Он мне показал бумаги, какие сам писал до моего приезда в Лондон. Я прочитал и увидел, что… ни за что не напишу так, как они написаны, то есть таким строгим, точным и сжатым стилем: просто не умею!
«Зачем ему секретарь? – в страхе думал я, – он пишет лучше всяких секретарей: зачем я здесь? Я – лишний!» Мне стало жутко. Но это было только начало страха. Это опасение я кое-как одолел мыслью, что если адмиралу не недостает уменья, то недостанет времени самому писать бумаги, вести всю корреспонденцию и излагать на бумагу переговоры с японцами.
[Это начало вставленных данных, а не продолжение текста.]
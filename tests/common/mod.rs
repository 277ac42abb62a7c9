//! Test infrastructure for end-to-end proxy tests.
#![allow(dead_code)]

use bytes::Bytes;
use erra::hooks::{HookFuture, HookPipeline};
use erra::tls::{CertificateAuthority, GeneratedCa};
use erra::{ApiRecord, Breakpoint, BreakpointError, CertificateStore, Config, ProxyServer};
use http_body_util::{combinators::BoxBody, BodyExt, Full};
use hyper::body::Incoming;
use hyper::server::conn::http1;
use hyper::service::service_fn;
use hyper::{Request, Response, StatusCode};
use hyper_util::rt::TokioIo;
use rustls::pki_types::CertificateDer;
use rustls::ServerConfig;
use std::net::SocketAddr;
use std::sync::atomic::{AtomicUsize, Ordering};
use std::sync::Arc;
use std::time::Duration;
use tempfile::TempDir;
use tokio::net::TcpListener;
use tokio_rustls::TlsAcceptor;

// ---------------------------------------------------------------------------
// TestCa
// ---------------------------------------------------------------------------

/// A root CA saved into a tempdir the proxy can load from.
pub struct TestCa {
    pub ca: CertificateAuthority,
    pub cert_pem: String,
    pub cert_der: CertificateDer<'static>,
    pub dir: TempDir,
}

impl TestCa {
    pub fn generate() -> Self {
        let _ = rustls::crypto::aws_lc_rs::default_provider().install_default();
        let generated = GeneratedCa::generate().unwrap();
        let dir = tempfile::tempdir().unwrap();
        generated.save_to_dir(dir.path()).unwrap();

        let ca = CertificateAuthority::from_dir(dir.path()).unwrap();
        let cert_der = ca.cert_der().clone();

        Self {
            ca,
            cert_pem: generated.cert_pem,
            cert_der,
            dir,
        }
    }

    pub fn ca_dir(&self) -> String {
        self.dir.path().to_string_lossy().to_string()
    }

    /// A ServerConfig for `hostname` signed by this CA, HTTP/1.1 only.
    pub fn server_tls_config(&self, hostname: &str) -> Arc<ServerConfig> {
        let leaf = self.ca.issue_leaf(hostname, 30).unwrap();
        let cert_chain = vec![leaf.cert_der.clone(), self.cert_der.clone()];
        let mut config = ServerConfig::builder_with_provider(Arc::new(
            rustls::crypto::aws_lc_rs::default_provider(),
        ))
        .with_safe_default_protocol_versions()
        .unwrap()
        .with_no_client_auth()
        .with_single_cert(cert_chain, leaf.private_key_der())
        .unwrap();
        config.alpn_protocols = vec![b"http/1.1".to_vec()];
        Arc::new(config)
    }
}

// ---------------------------------------------------------------------------
// TestUpstream: a tiny HTTPS server
// ---------------------------------------------------------------------------

pub type UpstreamHandler =
    Arc<dyn Fn(Request<Incoming>) -> UpstreamResponse + Send + Sync + 'static>;

pub type UpstreamResponse = std::pin::Pin<
    Box<
        dyn std::future::Future<
                Output = std::result::Result<Response<BoxBody<Bytes, hyper::Error>>, hyper::Error>,
            > + Send,
    >,
>;

/// A test HTTPS upstream server.
pub struct TestUpstream {
    pub addr: SocketAddr,
    shutdown_tx: tokio::sync::oneshot::Sender<()>,
}

impl TestUpstream {
    /// Start an upstream presenting a certificate for `hostname`.
    pub async fn start_for_host(ca: &TestCa, hostname: &str, handler: UpstreamHandler) -> Self {
        let acceptor = TlsAcceptor::from(ca.server_tls_config(hostname));

        let listener = TcpListener::bind("127.0.0.1:0").await.unwrap();
        let addr = listener.local_addr().unwrap();

        let (shutdown_tx, mut shutdown_rx) = tokio::sync::oneshot::channel::<()>();

        tokio::spawn(async move {
            loop {
                tokio::select! {
                    _ = &mut shutdown_rx => break,
                    result = listener.accept() => {
                        let (stream, _) = match result {
                            Ok(conn) => conn,
                            Err(_) => continue,
                        };

                        let acceptor = acceptor.clone();
                        let handler = handler.clone();

                        tokio::spawn(async move {
                            let tls_stream = match acceptor.accept(stream).await {
                                Ok(s) => s,
                                Err(_) => return,
                            };
                            let service = service_fn(move |req: Request<Incoming>| {
                                let handler = handler.clone();
                                handler(req)
                            });
                            let _ = http1::Builder::new()
                                .serve_connection(TokioIo::new(tls_stream), service)
                                .await;
                        });
                    }
                }
            }
        });

        Self { addr, shutdown_tx }
    }

    pub fn port(&self) -> u16 {
        self.addr.port()
    }

    pub fn shutdown(self) {
        let _ = self.shutdown_tx.send(());
    }
}

fn boxed(body: impl Into<Bytes>) -> BoxBody<Bytes, hyper::Error> {
    Full::new(body.into()).map_err(|e| match e {}).boxed()
}

/// An upstream handler that always answers 200 with the given body and content type.
pub fn static_handler(content_type: &'static str, body: &'static str) -> UpstreamHandler {
    Arc::new(move |_req| {
        Box::pin(async move {
            Ok(Response::builder()
                .status(StatusCode::OK)
                .header("Content-Type", content_type)
                .header("X-Upstream", "yes")
                .body(boxed(body))
                .unwrap())
        })
    })
}

/// An upstream handler that echoes the request line, headers and body back.
pub fn echo_handler() -> UpstreamHandler {
    Arc::new(|req: Request<Incoming>| {
        Box::pin(async move {
            let method = req.method().to_string();
            let path = req
                .uri()
                .path_and_query()
                .map(|pq| pq.as_str().to_string())
                .unwrap_or_default();

            let mut header_lines = Vec::new();
            for (name, value) in req.headers().iter() {
                header_lines.push(format!("{}: {}", name, value.to_str().unwrap_or("?")));
            }

            let body = req.into_body().collect().await?.to_bytes();

            let text = format!(
                "method={}\npath={}\n{}\n\n{}",
                method,
                path,
                header_lines.join("\n"),
                String::from_utf8_lossy(&body)
            );

            Ok(Response::builder()
                .status(StatusCode::OK)
                .header("Content-Type", "text/plain")
                .body(boxed(text))
                .unwrap())
        })
    })
}

// ---------------------------------------------------------------------------
// ScriptedBreakpoint: a breakpoint driven by closures
// ---------------------------------------------------------------------------

pub type RecordEdit =
    Arc<dyn Fn(ApiRecord) -> Result<ApiRecord, BreakpointError> + Send + Sync + 'static>;

/// Breakpoint that applies closures to records and counts its invocations.
#[derive(Clone)]
pub struct ScriptedBreakpoint {
    on_request: RecordEdit,
    on_response: RecordEdit,
    delay: Duration,
    pub request_calls: Arc<AtomicUsize>,
    pub response_calls: Arc<AtomicUsize>,
}

impl ScriptedBreakpoint {
    pub fn pass_through() -> Self {
        Self {
            on_request: Arc::new(Ok::<ApiRecord, BreakpointError>),
            on_response: Arc::new(Ok::<ApiRecord, BreakpointError>),
            delay: Duration::ZERO,
            request_calls: Arc::new(AtomicUsize::new(0)),
            response_calls: Arc::new(AtomicUsize::new(0)),
        }
    }

    pub fn on_request(
        mut self,
        edit: impl Fn(ApiRecord) -> Result<ApiRecord, BreakpointError> + Send + Sync + 'static,
    ) -> Self {
        self.on_request = Arc::new(edit);
        self
    }

    pub fn on_response(
        mut self,
        edit: impl Fn(ApiRecord) -> Result<ApiRecord, BreakpointError> + Send + Sync + 'static,
    ) -> Self {
        self.on_response = Arc::new(edit);
        self
    }

    /// Sleep this long before answering each response breakpoint.
    pub fn with_response_delay(mut self, delay: Duration) -> Self {
        self.delay = delay;
        self
    }

    pub fn requests_seen(&self) -> usize {
        self.request_calls.load(Ordering::SeqCst)
    }

    pub fn responses_seen(&self) -> usize {
        self.response_calls.load(Ordering::SeqCst)
    }

    pub fn pipeline(&self) -> HookPipeline {
        HookPipeline::default().with_breakpoint(Arc::new(self.clone()))
    }
}

impl Breakpoint for ScriptedBreakpoint {
    fn apply_request_breakpoint(
        &self,
        record: ApiRecord,
    ) -> HookFuture<'static, Result<ApiRecord, BreakpointError>> {
        self.request_calls.fetch_add(1, Ordering::SeqCst);
        let result = (self.on_request)(record);
        Box::pin(async move { result })
    }

    fn apply_response_breakpoint(
        &self,
        record: ApiRecord,
    ) -> HookFuture<'static, Result<ApiRecord, BreakpointError>> {
        self.response_calls.fetch_add(1, Ordering::SeqCst);
        let edit = self.on_response.clone();
        let delay = self.delay;
        Box::pin(async move {
            if !delay.is_zero() {
                tokio::time::sleep(delay).await;
            }
            edit(record)
        })
    }
}

// ---------------------------------------------------------------------------
// TestProxy: wraps ProxyServer with bind + spawn
// ---------------------------------------------------------------------------

pub struct TestProxy {
    pub plain: SocketAddr,
    pub tls: SocketAddr,
    pub store: Arc<CertificateStore>,
    shutdown_tx: tokio::sync::oneshot::Sender<()>,
}

/// How the proxy reaches upstream servers in a test
#[derive(Debug, Clone, Default)]
pub struct UpstreamTarget {
    pub host: Option<String>,
    pub port: Option<u16>,
}

impl UpstreamTarget {
    /// Send every forwarded connection to 127.0.0.1:`port`, whatever the URL says.
    pub fn loopback(port: u16) -> Self {
        Self {
            host: Some("127.0.0.1".to_string()),
            port: Some(port),
        }
    }

    /// Connect to the real host and port of each URL.
    pub fn direct() -> Self {
        Self::default()
    }
}

impl TestProxy {
    pub async fn start(ca: &TestCa, pipeline: HookPipeline, upstream: UpstreamTarget) -> Self {
        Self::start_with_config(Config::minimal(ca.ca_dir()), pipeline, upstream).await
    }

    pub async fn start_with_config(
        mut config: Config,
        pipeline: HookPipeline,
        upstream: UpstreamTarget,
    ) -> Self {
        config.logging.log_requests = false;

        let mut server = ProxyServer::new(config).unwrap().with_pipeline(pipeline);
        if let Some(host) = upstream.host {
            server = server.with_upstream_host_override(host);
        }
        if let Some(port) = upstream.port {
            server = server.with_upstream_port_override(port);
        }

        let store = server.certificate_store().clone();
        let addresses = server.bind().await.unwrap();
        let (shutdown_tx, shutdown_rx) = tokio::sync::oneshot::channel();

        tokio::spawn(async move {
            let _ = server.serve(shutdown_rx).await;
        });

        Self {
            plain: addresses.plain,
            tls: addresses.tls,
            store,
            shutdown_tx,
        }
    }

    pub fn shutdown(self) {
        let _ = self.shutdown_tx.send(());
    }
}

// ---------------------------------------------------------------------------
// test_client: reqwest client that uses the proxy and trusts the test CA
// ---------------------------------------------------------------------------

/// A reqwest client that routes every request through the proxy's plain
/// front-end and trusts the test CA.
pub fn test_client(proxy: &TestProxy, ca: &TestCa) -> reqwest::Client {
    let proxy_url = format!("http://{}", proxy.plain);
    let proxy = reqwest::Proxy::all(&proxy_url).unwrap();

    let ca_cert = reqwest::tls::Certificate::from_pem(ca.cert_pem.as_bytes()).unwrap();

    reqwest::Client::builder()
        .proxy(proxy)
        .add_root_certificate(ca_cert)
        .http1_only()
        .build()
        .unwrap()
}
Самое худшее было впереди, когда я вернулся из Лондона в Портсмут и когда надо было излагать в рапорте историю плавания до Англии и причины ввода фрегата в док. Я думал, что это ровно ничего не значит. Я помнил каждый шаг и каждую минуту – и вот взять только перо да и строчить привычной рукой: было, мол, холодно, ветер дул, качало или было тепло, вот приехали в Данию… (боже вас сохрани сказать когда-нибудь при моряке, что вы на корабле «приехали»: покраснеют! «Пришли», а не приехали!) Нет – вижу, не клеится. Ничего не выходит. «А вы возьмите, – говорят мне, – шканечный журнал, где шаг за шагом описывается все плавание». Кроме того, я взял еще книги и бумаги подобного содержания. Погляжу в одну, в другую бумагу, или книгу, потом в шканечный журнал и читаю.